Investors are closely eyeing the US macroeconomic data as it will give cues to the Federal Reserve’s possible rate-cut trajectory.

At 1.51 pm, the Sensex was down 560.50 points or 0.77 percent at 72,534.72, and the Nifty was down 182.80 points or 0.82 percent at 22,015.50. Nearly four stocks fell for each one that rose. About 670 shares rose, 2,600 fell, and 53 remained unchanged.

High volatility also persisted ahead of the expiry of the monthly derivatives series, due at market close on Thursday. As a result, the ‘volatility gauge’ India VIX, rose over 3 percent to 16.25.

Sectoral Trends

All sectoral indices were down in the afternoon. Among frontline sectors, banks, automobiles, energy, infra and metals faced strong selling while information technology was marginally down.

Nifty Media, Nifty Realty, and Nifty PSU Banks were down by over 2 percent each.

Fundamental View

V K Vijayakumar, the chief investment strategist at Geojit Financial Services anticipates the present range-bound consolidation phase to continue for some time in the absence of strong positive or negative triggers.

In the anticipation of the a few US macroeconomic data, most analysts expect the market to take a breather in the near-term.

Technical View

“Traders seem to be awaiting a catalyst for a momentum shift, and the next significant movement will likely occur once this range of 22,000 – 22,300 is breached on a sustained closing basis,” said Sameet Chavan, Head Research, Technical and Derivative – Angel One.

Until then, Chavan suggests traders to opt for a buy-on-dip strategy ahead of the monthly expiry. “The primary focus remains on individual stocks, as some counters demonstrate strength in these lackluster markets,” he added.

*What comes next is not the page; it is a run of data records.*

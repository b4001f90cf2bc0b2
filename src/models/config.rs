//! Application configuration structures.

use std::fs;
use std::path::Path;

use serde::{Deserialize, Serialize};

use crate::error::{AppError, Result};

/// Root application configuration.
#[derive(Debug, Clone, Serialize, Deserialize, Default)]
pub struct Config {
    /// External book catalog settings
    #[serde(default)]
    pub catalog: CatalogConfig,

    /// Internal backend settings
    #[serde(default)]
    pub backend: BackendConfig,

    /// Limits for detail, similar-books and activity enrichment
    #[serde(default)]
    pub enrichment: EnrichmentConfig,

    /// Shelf/favorite synchronizer behavior
    #[serde(default)]
    pub sync: SyncConfig,
}

impl Config {
    /// Load configuration from a TOML file.
    pub fn load(path: impl AsRef<Path>) -> Result<Self> {
        let content = fs::read_to_string(path)?;
        Ok(toml::from_str(&content)?)
    }

    /// Load configuration or return default if loading fails.
    pub fn load_or_default(path: impl AsRef<Path>) -> Self {
        Self::load(&path).unwrap_or_else(|e| {
            log::warn!(
                "Config load failed from {:?}: {}. Using defaults.",
                path.as_ref(),
                e
            );
            Self::default()
        })
    }

    /// Validate configuration values for basic sanity.
    pub fn validate(&self) -> Result<()> {
        if self.catalog.user_agent.trim().is_empty() {
            return Err(AppError::validation("catalog.user_agent is empty"));
        }
        if self.catalog.timeout_secs == 0 {
            return Err(AppError::validation("catalog.timeout_secs must be > 0"));
        }
        if self.backend.timeout_secs == 0 {
            return Err(AppError::validation("backend.timeout_secs must be > 0"));
        }
        url::Url::parse(&self.catalog.base_url)?;
        url::Url::parse(&self.catalog.covers_url)?;
        url::Url::parse(&self.backend.base_url)?;
        if self.enrichment.activity_limit == 0 {
            return Err(AppError::validation(
                "enrichment.activity_limit must be > 0",
            ));
        }
        if self.enrichment.similar_per_subject == 0 || self.enrichment.similar_max_results == 0 {
            return Err(AppError::validation(
                "enrichment similar-book limits must be > 0",
            ));
        }
        if !self.sync.login_path.starts_with('/') {
            return Err(AppError::validation("sync.login_path must start with '/'"));
        }
        Ok(())
    }
}

/// Catalog HTTP client settings.
#[derive(Debug, Clone, Serialize, Deserialize)]
pub struct CatalogConfig {
    /// Base URL for work, author and search endpoints
    #[serde(default = "defaults::catalog_url")]
    pub base_url: String,

    /// Base URL of the cover image service
    #[serde(default = "defaults::covers_url")]
    pub covers_url: String,

    /// User-Agent header for catalog requests
    #[serde(default = "defaults::user_agent")]
    pub user_agent: String,

    /// Request timeout in seconds
    #[serde(default = "defaults::catalog_timeout")]
    pub timeout_secs: u64,
}

impl Default for CatalogConfig {
    fn default() -> Self {
        Self {
            base_url: defaults::catalog_url(),
            covers_url: defaults::covers_url(),
            user_agent: defaults::user_agent(),
            timeout_secs: defaults::catalog_timeout(),
        }
    }
}

impl CatalogConfig {
    /// Cover image URL for a numeric cover id, if it names a real cover.
    pub fn cover_url(&self, cover_id: i64, size: CoverSize) -> Option<String> {
        (cover_id > 0).then(|| {
            format!(
                "{}/b/id/{}-{}.jpg",
                self.covers_url.trim_end_matches('/'),
                cover_id,
                size.suffix()
            )
        })
    }
}

/// Cover image size variants served by the cover service.
#[derive(Debug, Clone, Copy, PartialEq, Eq)]
pub enum CoverSize {
    Medium,
    Large,
}

impl CoverSize {
    fn suffix(self) -> &'static str {
        match self {
            CoverSize::Medium => "M",
            CoverSize::Large => "L",
        }
    }
}

/// Backend HTTP client settings.
#[derive(Debug, Clone, Serialize, Deserialize)]
pub struct BackendConfig {
    /// Base URL of the REST backend
    #[serde(default = "defaults::backend_url")]
    pub base_url: String,

    /// Request timeout in seconds
    #[serde(default = "defaults::backend_timeout")]
    pub timeout_secs: u64,

    /// Bearer token of the logged-in user
    #[serde(default)]
    pub token: Option<String>,
}

impl Default for BackendConfig {
    fn default() -> Self {
        Self {
            base_url: defaults::backend_url(),
            timeout_secs: defaults::backend_timeout(),
            token: None,
        }
    }
}

/// Enrichment limits.
#[derive(Debug, Clone, Serialize, Deserialize)]
pub struct EnrichmentConfig {
    /// Number of most recent activities to enrich
    #[serde(default = "defaults::activity_limit")]
    pub activity_limit: usize,

    /// Number of subjects queried for similar books
    #[serde(default = "defaults::similar_subject_limit")]
    pub similar_subject_limit: usize,

    /// Records requested per subject (desired + buffer)
    #[serde(default = "defaults::similar_per_subject")]
    pub similar_per_subject: usize,

    /// Maximum candidates returned
    #[serde(default = "defaults::similar_max_results")]
    pub similar_max_results: usize,

    /// Maximum genre tags kept on a book
    #[serde(default = "defaults::genre_limit")]
    pub genre_limit: usize,
}

impl Default for EnrichmentConfig {
    fn default() -> Self {
        Self {
            activity_limit: defaults::activity_limit(),
            similar_subject_limit: defaults::similar_subject_limit(),
            similar_per_subject: defaults::similar_per_subject(),
            similar_max_results: defaults::similar_max_results(),
            genre_limit: defaults::genre_limit(),
        }
    }
}

/// Synchronizer settings.
#[derive(Debug, Clone, Serialize, Deserialize)]
pub struct SyncConfig {
    /// Path of the login view
    #[serde(default = "defaults::login_path")]
    pub login_path: String,

    /// Delay between the login warning and the redirect, in milliseconds
    #[serde(default = "defaults::redirect_delay")]
    pub redirect_delay_ms: u64,
}

impl Default for SyncConfig {
    fn default() -> Self {
        Self {
            login_path: defaults::login_path(),
            redirect_delay_ms: defaults::redirect_delay(),
        }
    }
}

mod defaults {
    // Catalog defaults
    pub fn catalog_url() -> String {
        "https://openlibrary.org".into()
    }
    pub fn covers_url() -> String {
        "https://covers.openlibrary.org".into()
    }
    pub fn user_agent() -> String {
        "shelfmate/0.1 (book-tracking client)".into()
    }
    pub fn catalog_timeout() -> u64 {
        15
    }

    // Backend defaults
    pub fn backend_url() -> String {
        "http://localhost:3000/api".into()
    }
    pub fn backend_timeout() -> u64 {
        10
    }

    // Enrichment defaults
    pub fn activity_limit() -> usize {
        3
    }
    pub fn similar_subject_limit() -> usize {
        3
    }
    pub fn similar_per_subject() -> usize {
        7
    }
    pub fn similar_max_results() -> usize {
        20
    }
    pub fn genre_limit() -> usize {
        5
    }

    // Sync defaults
    pub fn login_path() -> String {
        "/login".into()
    }
    pub fn redirect_delay() -> u64 {
        1500
    }
}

However, he advised investors to exercise caution and refrain from
aggressive positions in small and midcaps, given the negative divergence observed on key momentum indicators, which does not bode well for the broader market.

Key Nifty gainers

Tata Consultancy Services, SBI Life Insurance, Infosys, HDFC Life, and Tech Mahindra

Key Nifty losers

Apollo Hospitals, Bajaj Auto, Power Grid Corporation of India, Coal India, and Eicher Motors

Key Sensex gainers

Tata Consultancy Services, Infosys, Hindustan Unilever, Tech Mahindra, and Bharti Airtel

Key Sensex losers

Power Grid Corporation of India, Maruti Suzuki, Asian Paints, Mahindra & Mahindra, and Wipro

Stock moves

Wipro: Shares declined over 2 percent to Rs 520 per share after analysts at Kotak Institutional Equities downgraded Wipro to ‘sell’ from ‘reduce’ with a target price of Rs 440 per share following the stock’s sharp upmove in the last 3 months. The brokerage firm believes that the company’s valuations are expensive.

DreamFolks Services: Shares surged 7.3 percent after domestic brokerage firm Motilal Oswal initiated coverage on the airport services aggregator with a “buy” call.